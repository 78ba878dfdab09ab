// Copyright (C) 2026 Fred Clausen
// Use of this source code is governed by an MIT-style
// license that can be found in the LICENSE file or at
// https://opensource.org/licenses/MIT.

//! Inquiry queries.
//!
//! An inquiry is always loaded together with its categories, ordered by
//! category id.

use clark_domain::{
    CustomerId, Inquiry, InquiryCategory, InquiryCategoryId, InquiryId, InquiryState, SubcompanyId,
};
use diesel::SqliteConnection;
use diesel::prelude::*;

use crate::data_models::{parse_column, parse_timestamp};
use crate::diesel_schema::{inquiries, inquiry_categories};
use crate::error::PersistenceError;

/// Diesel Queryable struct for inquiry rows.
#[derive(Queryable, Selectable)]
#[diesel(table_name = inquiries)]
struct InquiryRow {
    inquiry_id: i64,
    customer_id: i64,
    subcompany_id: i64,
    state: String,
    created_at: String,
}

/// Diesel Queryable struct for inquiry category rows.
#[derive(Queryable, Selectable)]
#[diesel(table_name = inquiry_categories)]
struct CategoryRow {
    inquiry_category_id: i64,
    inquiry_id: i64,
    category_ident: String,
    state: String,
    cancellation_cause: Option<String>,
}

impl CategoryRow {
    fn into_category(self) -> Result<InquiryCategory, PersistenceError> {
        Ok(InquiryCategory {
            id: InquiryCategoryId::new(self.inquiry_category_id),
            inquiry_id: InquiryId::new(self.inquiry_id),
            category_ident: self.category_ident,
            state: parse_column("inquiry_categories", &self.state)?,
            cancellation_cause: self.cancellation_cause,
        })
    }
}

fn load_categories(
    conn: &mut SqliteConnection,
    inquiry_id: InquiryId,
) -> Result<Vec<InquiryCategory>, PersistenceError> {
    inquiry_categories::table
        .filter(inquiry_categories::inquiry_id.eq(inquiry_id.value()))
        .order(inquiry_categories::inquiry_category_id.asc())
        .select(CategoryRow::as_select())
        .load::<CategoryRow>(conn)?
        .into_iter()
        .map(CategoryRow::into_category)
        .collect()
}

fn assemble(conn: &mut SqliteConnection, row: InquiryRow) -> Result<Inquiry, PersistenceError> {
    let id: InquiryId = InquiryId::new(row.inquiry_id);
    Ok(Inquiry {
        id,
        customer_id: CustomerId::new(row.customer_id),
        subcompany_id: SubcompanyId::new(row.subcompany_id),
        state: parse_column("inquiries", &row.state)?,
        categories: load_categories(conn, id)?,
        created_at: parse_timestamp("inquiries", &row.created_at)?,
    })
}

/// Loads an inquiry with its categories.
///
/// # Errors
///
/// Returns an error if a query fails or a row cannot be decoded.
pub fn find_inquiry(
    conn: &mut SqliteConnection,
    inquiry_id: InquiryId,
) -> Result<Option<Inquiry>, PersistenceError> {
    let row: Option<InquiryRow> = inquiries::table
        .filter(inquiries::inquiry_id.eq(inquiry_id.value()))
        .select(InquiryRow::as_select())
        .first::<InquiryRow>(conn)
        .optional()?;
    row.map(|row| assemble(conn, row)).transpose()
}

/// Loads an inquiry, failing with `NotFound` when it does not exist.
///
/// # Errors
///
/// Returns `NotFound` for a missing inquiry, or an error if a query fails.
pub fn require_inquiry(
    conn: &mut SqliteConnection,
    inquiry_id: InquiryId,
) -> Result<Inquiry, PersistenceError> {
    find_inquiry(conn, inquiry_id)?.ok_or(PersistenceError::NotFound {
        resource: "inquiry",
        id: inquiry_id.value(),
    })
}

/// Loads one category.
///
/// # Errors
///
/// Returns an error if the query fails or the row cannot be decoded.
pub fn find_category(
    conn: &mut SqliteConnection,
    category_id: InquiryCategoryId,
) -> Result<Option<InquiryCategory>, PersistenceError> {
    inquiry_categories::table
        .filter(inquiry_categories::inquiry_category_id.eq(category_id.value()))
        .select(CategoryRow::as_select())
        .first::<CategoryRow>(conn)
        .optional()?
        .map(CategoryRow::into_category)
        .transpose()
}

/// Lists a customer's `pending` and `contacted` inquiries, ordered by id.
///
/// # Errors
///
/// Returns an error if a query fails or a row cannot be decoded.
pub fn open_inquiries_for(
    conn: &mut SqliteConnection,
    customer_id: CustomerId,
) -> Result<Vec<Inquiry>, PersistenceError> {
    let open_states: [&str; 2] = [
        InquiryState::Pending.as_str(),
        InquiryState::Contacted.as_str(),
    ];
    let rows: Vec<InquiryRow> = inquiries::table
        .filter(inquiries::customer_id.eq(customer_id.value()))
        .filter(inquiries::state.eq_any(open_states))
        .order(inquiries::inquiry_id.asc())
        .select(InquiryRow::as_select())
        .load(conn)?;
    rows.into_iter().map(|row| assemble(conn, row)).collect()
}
___
# ACTIVITY
Show the lines of the material that contain the word "assemble".

# TASK RESULT
fn assemble(conn: &mut SqliteConnection, row: InquiryRow) -> Result<Inquiry, PersistenceError> {
    row.map(|row| assemble(conn, row)).transpose()
    rows.into_iter().map(|row| assemble(conn, row)).collect()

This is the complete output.